Singha Dev saw that the protector families of the sword were scattered, many of them had gone and settled in unknown lands beyond the jungle territory. He feared that if the people came to know that parts of the sword were no more within the boundaries of the kingdom, he would lose control over them. Further, he was also a strong believer in the sword’s magic.
Then for the next seventeen years, Raghunath Singha Dev dedicated himself in finding and bringing together all the five families and in the year 1643 constructed a fortified temple with five towers to house the five different parts of the sword in it. There were marriages between the five families, and they were unified under a new family name of ‘Pancharatna.’
After erecting the temple and unifying the five families and appointing them as the ‘Guardians of the Pancharatna,’ the 51st Mall King Raghunath Singha Dev breathed his last in the year 1656.
Two-hundred-and-seventy-four years passed after that, and Kalipada Singha Thakur became the 63rd and last king of the Malla Dynasty in the year 1930. By his time, a lot had happened in the region. Seven kings before, Bishnupur was ceded to the British along with the rest of Burdwan in 1760. For the next ten years, the Maratha raiders plundered the region bringing in the great famine of 1770.
A large section of the population lost their lives, cultivation and farming became nearly extinct, and lawlessness became rampant. The once-powerful kings were reduced to the state of mere zamindars.
The temple of Pancharatna by this time had lost its limelight. The people of the land gradually forgot its importance and over time even the knowledge of its existence. Perhaps the temple was really destroyed, the ancient guards dead, and the sacred sword lost, that’s what had maybe brought all the bad luck.
As the last of the Malla Kings vanished from the land, mysteriously the sword and the temple too was lost in time. Somehow through some magic, perhaps its being was related to the lives of the Malla kings.
Since then, many have tried to find the temple, and assemble the sword but have failed every time. If you happen to have an adventurous spirit and decide to embark on an expedition deep in the bowels of the Bishnupur jungle today, who knows you may find the ancient temple and perhaps even make a dime. However, even if you find the temple, beware of the ‘Ancient Guards of Pancharatna,’ for even if one of them still survives, there is no guarantee that you would come back alive.

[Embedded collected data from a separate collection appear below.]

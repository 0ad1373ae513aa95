use miette::{Diagnostic, Result};
use thiserror::Error;

/// Main error type for the application
#[derive(Debug, Error, Diagnostic)]
pub enum Error {
    #[error("CalDAV error: {0}")]
    #[diagnostic(code(muistutin::caldav))]
    CalDav(String),

    #[error("Authentication failed: {0}")]
    #[diagnostic(
        code(muistutin::authentication),
        help("Check CALDAV_USERNAME and CALDAV_PASSWORD")
    )]
    Authentication(String),

    #[error("Telegram API error: {0}")]
    #[diagnostic(code(muistutin::telegram))]
    Telegram(String),

    #[error("HTTP error: {0}")]
    #[diagnostic(code(muistutin::http))]
    Http(#[from] reqwest::Error),

    #[error("Environment error: {0}")]
    #[diagnostic(code(muistutin::environment))]
    Environment(String),

    #[error("Configuration error: {0}")]
    #[diagnostic(code(muistutin::config))]
    Config(String),

    #[error("Calendar data error: {0}")]
    #[diagnostic(code(muistutin::icalendar))]
    Calendar(String),

    #[error(transparent)]
    #[diagnostic(code(muistutin::io))]
    Io(#[from] std::io::Error),

    #[error("Serialization error: {0}")]
    #[diagnostic(code(muistutin::serialization))]
    Serialization(String),

    #[error("Other error: {0}")]
    #[diagnostic(code(muistutin::other))]
    Other(String),
}

// Implement From for TOML deserialization errors
impl From<toml::de::Error> for Error {
    fn from(err: toml::de::Error) -> Self {
        Error::Serialization(err.to_string())
    }
}

// Implement From for XML parsing errors
impl From<quick_xml::Error> for Error {
    fn from(err: quick_xml::Error) -> Self {
        Error::Serialization(format!("Invalid XML: {}", err))
    }
}

/// Type alias for Result with our Error type
pub type BotResult<T> = Result<T, Error>;

/// Helper to create environment errors
pub fn env_error(var: &str) -> Error {
    Error::Environment(format!("Missing environment variable: {}", var))
}

/// Helper to create configuration errors
pub fn config_error(message: &str) -> Error {
    Error::Config(message.to_string())
}

/// Helper to create CalDAV errors
pub fn caldav_error(message: &str) -> Error {
    Error::CalDav(message.to_string())
}

/// Helper to create Telegram errors
pub fn telegram_error(message: &str) -> Error {
    Error::Telegram(message.to_string())
}

/// Helper to create iCalendar errors
pub fn calendar_error(message: &str) -> Error {
    Error::Calendar(message.to_string())
}
mod common;

use common::dav_server::{test_config, BOT_TOKEN, CHAT_ID};
use muistutin::components::{MessageSink, TelegramSink};
use muistutin::error::Error;
use serde_json::json;
use wiremock::matchers::{body_partial_json, method, path};
use wiremock::{Mock, MockServer, ResponseTemplate};

fn send_message_path() -> String {
    format!("/bot{}/sendMessage", BOT_TOKEN)
}

/// Messages are posted as HTML to the configured chat
#[tokio::test]
async fn test_send_message() {
    let server = MockServer::start().await;
    Mock::given(method("POST"))
        .and(path(send_message_path()))
        .and(body_partial_json(json!({
            "chat_id": CHAT_ID,
            "text": "<b>Reminder</b>\nSauna: 22.10.2026 18:00:00",
            "parse_mode": "HTML",
        })))
        .respond_with(
            ResponseTemplate::new(200)
                .set_body_json(json!({ "ok": true, "result": { "message_id": 1 } })),
        )
        .expect(1)
        .mount(&server)
        .await;

    let sink = TelegramSink::new(&test_config(&server)).unwrap();
    sink.send("<b>Reminder</b>\nSauna: 22.10.2026 18:00:00")
        .await
        .unwrap();
}

/// API errors carry Telegram's description
#[tokio::test]
async fn test_send_message_rejected() {
    let server = MockServer::start().await;
    Mock::given(method("POST"))
        .and(path(send_message_path()))
        .respond_with(ResponseTemplate::new(400).set_body_json(json!({
            "ok": false,
            "error_code": 400,
            "description": "Bad Request: chat not found",
        })))
        .mount(&server)
        .await;

    let sink = TelegramSink::new(&test_config(&server)).unwrap();

    match sink.send("hello").await {
        Err(Error::Telegram(message)) => assert!(message.contains("chat not found")),
        other => panic!("Expected Telegram error, got {:?}", other),
    }
}

/// A non-JSON gateway error is still a failure
#[tokio::test]
async fn test_send_message_gateway_error() {
    let server = MockServer::start().await;
    Mock::given(method("POST"))
        .and(path(send_message_path()))
        .respond_with(ResponseTemplate::new(502).set_body_string("Bad Gateway"))
        .mount(&server)
        .await;

    let sink = TelegramSink::new(&test_config(&server)).unwrap();
    let result = sink.send("hello").await;

    assert!(matches!(result, Err(Error::Telegram(_))));
}

/// Connection errors must not leak the bot token
#[tokio::test]
async fn test_connection_error_hides_token() {
    let server = MockServer::start().await;
    let mut config = test_config(&server);
    // Nothing listens on port 9 (discard) on test machines
    config.telegram_api_url = "http://127.0.0.1:9".to_string();

    let sink = TelegramSink::new(&config).unwrap();
    let error = sink.send("hello").await.unwrap_err();

    assert!(!error.to_string().contains(BOT_TOKEN));
}
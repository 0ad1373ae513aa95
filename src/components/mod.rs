use crate::error::BotResult;
use crate::utils::time::FetchWindow;
use async_trait::async_trait;

// Export components
pub mod caldav;
pub mod reminders;
pub mod telegram;

pub use caldav::{CalDavClient, Calendar, CalendarEvent};
pub use reminders::{CalendarPoller, NotifiedSet, ReminderDispatcher, ReminderService};
pub use telegram::TelegramSink;

/// Calendar server the reminders are read from
#[async_trait]
pub trait CalendarSource: Send + Sync {
    /// Verify the credentials against the server
    async fn login(&self) -> BotResult<()>;

    /// List all calendars of the account
    async fn list_calendars(&self) -> BotResult<Vec<Calendar>>;

    /// Fetch events of one calendar overlapping the window
    async fn fetch_events(
        &self,
        calendar: &Calendar,
        window: &FetchWindow,
    ) -> BotResult<Vec<CalendarEvent>>;
}

/// Messaging channel the reminders are delivered to
#[async_trait]
pub trait MessageSink: Send + Sync {
    /// Send a message; an error means it was not delivered
    async fn send(&self, text: &str) -> BotResult<()>;
}
pub mod i18n;
pub mod time;
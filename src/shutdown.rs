use crate::error::BotResult;
use tracing::info;

#[cfg(unix)]
use tokio::signal::unix::{signal, SignalKind};
#[cfg(windows)]
use tokio::signal::windows::{ctrl_break, ctrl_c};

/// Wait until the process is asked to terminate
#[cfg(unix)]
pub async fn wait_for_signal() -> BotResult<()> {
    // Handle SIGTERM (sent by Docker and Kubernetes on stop)
    let mut sigterm = signal(SignalKind::terminate())?;
    // Handle SIGINT (Ctrl+C)
    let mut sigint = signal(SignalKind::interrupt())?;

    tokio::select! {
        _ = sigterm.recv() => {
            info!("Received SIGTERM signal, initiating graceful shutdown");
        }
        _ = sigint.recv() => {
            info!("Received SIGINT signal, initiating graceful shutdown");
        }
    }

    Ok(())
}

/// Wait until the process is asked to terminate
#[cfg(windows)]
pub async fn wait_for_signal() -> BotResult<()> {
    // Handle Ctrl+C
    let mut ctrlc = ctrl_c()?;
    // Handle Ctrl+Break
    let mut ctrlbreak = ctrl_break()?;

    tokio::select! {
        _ = ctrlc.recv() => {
            info!("Received Ctrl+C signal, initiating graceful shutdown");
        }
        _ = ctrlbreak.recv() => {
            info!("Received Ctrl+Break signal, initiating graceful shutdown");
        }
    }

    Ok(())
}
#![allow(dead_code)]

pub mod dav_server;

use async_trait::async_trait;
use chrono::{DateTime, Utc};
use muistutin::components::{Calendar, CalendarEvent, CalendarSource, MessageSink};
use muistutin::error::{caldav_error, telegram_error, BotResult};
use muistutin::utils::time::FetchWindow;
use std::collections::HashMap;
use std::sync::atomic::{AtomicBool, AtomicUsize, Ordering};
use std::sync::Mutex;
use url::Url;

/// Mock calendar server with fixed events per calendar
#[derive(Debug, Default)]
pub struct MockCalendarSource {
    calendars: Vec<Calendar>,
    events: Mutex<HashMap<String, Vec<CalendarEvent>>>,
    fail_fetch: AtomicBool,
    list_calls: AtomicUsize,
    fetch_calls: AtomicUsize,
}

impl MockCalendarSource {
    /// Create a mock with the given calendar IDs and no events
    pub fn new(calendar_ids: &[&str]) -> Self {
        let calendars = calendar_ids
            .iter()
            .map(|id| {
                let url = Url::parse(&format!("https://dav.example.com/calendars/risto/{}/", id))
                    .unwrap();
                Calendar::from_url(url, Some(id.to_string())).unwrap()
            })
            .collect();

        Self {
            calendars,
            ..Default::default()
        }
    }

    /// Replace the events of a calendar
    pub fn set_events(&self, calendar_id: &str, events: Vec<CalendarEvent>) {
        self.events
            .lock()
            .unwrap()
            .insert(calendar_id.to_string(), events);
    }

    /// Make every fetch fail until switched back
    pub fn set_failing(&self, failing: bool) {
        self.fail_fetch.store(failing, Ordering::SeqCst);
    }

    pub fn list_calls(&self) -> usize {
        self.list_calls.load(Ordering::SeqCst)
    }

    pub fn fetch_calls(&self) -> usize {
        self.fetch_calls.load(Ordering::SeqCst)
    }
}

#[async_trait]
impl CalendarSource for MockCalendarSource {
    async fn login(&self) -> BotResult<()> {
        Ok(())
    }

    async fn list_calendars(&self) -> BotResult<Vec<Calendar>> {
        self.list_calls.fetch_add(1, Ordering::SeqCst);
        Ok(self.calendars.clone())
    }

    async fn fetch_events(
        &self,
        calendar: &Calendar,
        _window: &FetchWindow,
    ) -> BotResult<Vec<CalendarEvent>> {
        self.fetch_calls.fetch_add(1, Ordering::SeqCst);
        if self.fail_fetch.load(Ordering::SeqCst) {
            return Err(caldav_error("Connection refused"));
        }

        Ok(self
            .events
            .lock()
            .unwrap()
            .get(&calendar.id)
            .cloned()
            .unwrap_or_default())
    }
}

/// Mock messaging sink recording delivered messages
#[derive(Debug, Default)]
pub struct MockSink {
    sent: Mutex<Vec<String>>,
    fail: AtomicBool,
}

impl MockSink {
    pub fn new() -> Self {
        Self::default()
    }

    /// Make every send fail until switched back
    pub fn set_failing(&self, failing: bool) {
        self.fail.store(failing, Ordering::SeqCst);
    }

    pub fn sent(&self) -> Vec<String> {
        self.sent.lock().unwrap().clone()
    }
}

#[async_trait]
impl MessageSink for MockSink {
    async fn send(&self, text: &str) -> BotResult<()> {
        if self.fail.load(Ordering::SeqCst) {
            return Err(telegram_error("Bad Gateway"));
        }

        self.sent.lock().unwrap().push(text.to_string());
        Ok(())
    }
}

/// Build an event starting at the given time
pub fn event(id: &str, calendar_id: &str, summary: &str, start: DateTime<Utc>) -> CalendarEvent {
    CalendarEvent {
        id: id.to_string(),
        calendar_id: calendar_id.to_string(),
        summary: Some(summary.to_string()),
        description: None,
        start: start.with_timezone(&chrono_tz::UTC),
    }
}
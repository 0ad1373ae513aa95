use crate::components::caldav::CalendarEvent;
use chrono_tz::Tz;
use rust_i18n::t;

/// Longest title sent, in characters. Telegram rejects messages over 4096.
const MAX_TITLE_CHARS: usize = 3000;

/// Format the reminder message for an event (Telegram HTML)
pub fn format_reminder(event: &CalendarEvent, tz: Tz) -> String {
    let title = event
        .summary
        .as_deref()
        .map(str::trim)
        .filter(|summary| !summary.is_empty())
        .map(str::to_string)
        .unwrap_or_else(|| t!("untitled_event").to_string());

    format!(
        "<b>{}</b>\n{}: {}",
        escape_html(&t!("reminder_title")),
        escape_html(&truncate(&title, MAX_TITLE_CHARS)),
        event.start.with_timezone(&tz).format("%d.%m.%Y %H:%M:%S")
    )
}

fn truncate(text: &str, max_chars: usize) -> String {
    match text.char_indices().nth(max_chars) {
        Some((index, _)) => format!("{}…", &text[..index]),
        None => text.to_string(),
    }
}

/// Escape text for Telegram's HTML parse mode
pub fn escape_html(text: &str) -> String {
    text.replace('&', "&amp;")
        .replace('<', "&lt;")
        .replace('>', "&gt;")
}
use crate::components::caldav::{Calendar, CalendarEvent};
use crate::components::CalendarSource;
use crate::error::{caldav_error, BotResult};
use crate::utils::time::FetchWindow;
use chrono::{DateTime, Utc};
use std::collections::HashSet;
use tracing::{debug, info, warn};

/// Fetches upcoming events from the configured calendars
pub struct CalendarPoller<S> {
    source: S,
    calendar_ids: Vec<String>,
    window_days: u32,
    /// Subscribed calendars, resolved on the first successful cycle
    calendars: Option<Vec<Calendar>>,
}

impl<S: CalendarSource> CalendarPoller<S> {
    pub fn new(source: S, calendar_ids: Vec<String>, window_days: u32) -> Self {
        Self {
            source,
            calendar_ids,
            window_days,
            calendars: None,
        }
    }

    /// Get the calendar source. Test support for inspecting mock sources.
    pub fn source(&self) -> &S {
        &self.source
    }

    /// Fetch all events starting within the window that opens at `now`
    pub async fn poll(&mut self, now: DateTime<Utc>) -> BotResult<Vec<CalendarEvent>> {
        self.resolve_calendars().await?;

        let window = FetchWindow::starting_at(now, self.window_days)?;
        let calendars = self.calendars.as_deref().unwrap_or_default();

        let mut fetched = Vec::new();
        for calendar in calendars {
            let events = self.source.fetch_events(calendar, &window).await?;
            fetched.extend(events);
        }

        let upcoming = select_upcoming(fetched, &window);
        for event in &upcoming {
            debug!(
                "Upcoming: {} ({}): {}",
                event.summary.as_deref().unwrap_or("Unnamed event"),
                event.id,
                event.start
            );
        }

        Ok(upcoming)
    }

    async fn resolve_calendars(&mut self) -> BotResult<()> {
        if self.calendars.is_some() {
            return Ok(());
        }

        let available = self.source.list_calendars().await?;
        let subscribed = select_calendars(&available, &self.calendar_ids);
        if subscribed.is_empty() {
            return Err(caldav_error(&format!(
                "None of the configured calendars ({}) exist on the server",
                self.calendar_ids.join(", ")
            )));
        }

        info!(
            "Polling calendars: {}",
            subscribed
                .iter()
                .map(|c| c.id.as_str())
                .collect::<Vec<_>>()
                .join(", ")
        );
        self.calendars = Some(subscribed);
        Ok(())
    }
}

/// Pick the configured calendars from those available, in configured order
pub fn select_calendars(available: &[Calendar], calendar_ids: &[String]) -> Vec<Calendar> {
    let mut selected = Vec::new();

    for id in calendar_ids {
        match available.iter().find(|calendar| &calendar.id == id) {
            Some(calendar) if !selected.contains(calendar) => selected.push(calendar.clone()),
            Some(_) => {}
            None => warn!("Calendar '{}' not found on the server", id),
        }
    }

    selected
}

/// Keep events starting inside the window, first occurrence of each ID, ordered by start
pub fn select_upcoming(events: Vec<CalendarEvent>, window: &FetchWindow) -> Vec<CalendarEvent> {
    let mut seen = HashSet::new();

    let mut upcoming: Vec<CalendarEvent> = events
        .into_iter()
        .filter(|event| window.contains(&event.start))
        .filter(|event| seen.insert(event.id.clone()))
        .collect();

    upcoming.sort_by_key(|event| event.start);
    upcoming
}
use crate::error::BotResult;
use quick_xml::events::Event;
use quick_xml::Reader;

/// Properties of one `<response>` element of a WebDAV multistatus body
#[derive(Debug, Default, Clone, PartialEq, Eq)]
pub struct DavResponse {
    pub href: String,
    pub display_name: Option<String>,
    pub is_calendar: bool,
    pub current_user_principal: Option<String>,
    pub calendar_home_set: Option<String>,
    pub calendar_data: Option<String>,
}

/// PROPFIND body asking for the current user's principal
pub const CURRENT_USER_PRINCIPAL_REQUEST: &str = r#"<?xml version="1.0" encoding="utf-8"?>
<d:propfind xmlns:d="DAV:">
  <d:prop>
    <d:current-user-principal/>
  </d:prop>
</d:propfind>"#;

/// PROPFIND body asking for the principal's calendar home
pub const CALENDAR_HOME_SET_REQUEST: &str = r#"<?xml version="1.0" encoding="utf-8"?>
<d:propfind xmlns:d="DAV:" xmlns:c="urn:ietf:params:xml:ns:caldav">
  <d:prop>
    <c:calendar-home-set/>
  </d:prop>
</d:propfind>"#;

/// PROPFIND body listing collections under the calendar home
pub const LIST_CALENDARS_REQUEST: &str = r#"<?xml version="1.0" encoding="utf-8"?>
<d:propfind xmlns:d="DAV:">
  <d:prop>
    <d:resourcetype/>
    <d:displayname/>
  </d:prop>
</d:propfind>"#;

/// REPORT body fetching VEVENTs in a time range, with recurrences expanded by the server
pub fn calendar_query_request(start: &str, end: &str) -> String {
    format!(
        r#"<?xml version="1.0" encoding="utf-8"?>
<c:calendar-query xmlns:d="DAV:" xmlns:c="urn:ietf:params:xml:ns:caldav">
  <d:prop>
    <d:getetag/>
    <c:calendar-data>
      <c:expand start="{start}" end="{end}"/>
    </c:calendar-data>
  </d:prop>
  <c:filter>
    <c:comp-filter name="VCALENDAR">
      <c:comp-filter name="VEVENT">
        <c:time-range start="{start}" end="{end}"/>
      </c:comp-filter>
    </c:comp-filter>
  </c:filter>
</c:calendar-query>"#
    )
}

/// Parse a multistatus body, ignoring namespace prefixes
pub fn parse_multistatus(xml: &str) -> BotResult<Vec<DavResponse>> {
    let mut reader = Reader::from_str(xml);
    reader.config_mut().trim_text(true);

    let mut responses = Vec::new();
    let mut path: Vec<String> = Vec::new();
    let mut current: Option<DavResponse> = None;

    loop {
        match reader.read_event()? {
            Event::Start(element) => {
                let name = String::from_utf8_lossy(element.local_name().as_ref()).into_owned();
                if name == "response" {
                    current = Some(DavResponse::default());
                }
                mark_calendar(&path, &name, current.as_mut());
                path.push(name);
            }
            Event::Empty(element) => {
                let name = String::from_utf8_lossy(element.local_name().as_ref()).into_owned();
                mark_calendar(&path, &name, current.as_mut());
            }
            Event::Text(text) => {
                let text = text.unescape()?;
                apply_text(&path, current.as_mut(), &text);
            }
            Event::CData(data) => {
                let text = String::from_utf8_lossy(&data.into_inner()).into_owned();
                apply_text(&path, current.as_mut(), &text);
            }
            Event::End(_) => {
                if path.pop().as_deref() == Some("response") {
                    if let Some(response) = current.take() {
                        responses.push(response);
                    }
                }
            }
            Event::Eof => break,
            _ => {}
        }
    }

    Ok(responses)
}

fn mark_calendar(path: &[String], name: &str, response: Option<&mut DavResponse>) {
    if name == "calendar" && path.last().map(String::as_str) == Some("resourcetype") {
        if let Some(response) = response {
            response.is_calendar = true;
        }
    }
}

fn apply_text(path: &[String], response: Option<&mut DavResponse>, text: &str) {
    let Some(response) = response else {
        return;
    };

    let element = path.last().map(String::as_str);
    let parent = path.len().checked_sub(2).map(|i| path[i].as_str());

    match (element, parent) {
        (Some("href"), Some("response")) => response.href.push_str(text),
        (Some("href"), Some("current-user-principal")) => {
            append(&mut response.current_user_principal, text)
        }
        (Some("href"), Some("calendar-home-set")) => append(&mut response.calendar_home_set, text),
        (Some("displayname"), _) => append(&mut response.display_name, text),
        (Some("calendar-data"), _) => append(&mut response.calendar_data, text),
        _ => {}
    }
}

fn append(slot: &mut Option<String>, text: &str) {
    slot.get_or_insert_with(String::new).push_str(text);
}
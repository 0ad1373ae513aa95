use tracing::warn;

/// Locales with translation files under `locales/`
pub const SUPPORTED_LOCALES: &[&str] = &["en", "fi"];

/// Set the locale used for reminder texts, falling back to English
pub fn set_locale(locale: &str) {
    // Accept region-qualified values such as "fi-FI"
    let language = locale.split(['-', '_']).next().unwrap_or(locale);

    if SUPPORTED_LOCALES.contains(&language) {
        rust_i18n::set_locale(language);
    } else {
        warn!("Unsupported locale '{}', using English", locale);
        rust_i18n::set_locale("en");
    }
}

Copyright © 2021 TRISHIKH DASGUPTA
This work of fiction, written by Trishikh Dasgupta is the author’s sole intellectual property. All rights are reserved. No part of this story may be reproduced, distributed, or transmitted in any form or by any means, including printing, photocopying, recording, or other electronic or mechanical methods, without the prior written permission of the author, except in the case of brief quotations embodied in critical reviews and certain other noncommercial uses permitted by copyright law. For permission requests, send an email to the author at firstname.lastname@example.org or get in touch with Trishikh on the CONTACT page of this website.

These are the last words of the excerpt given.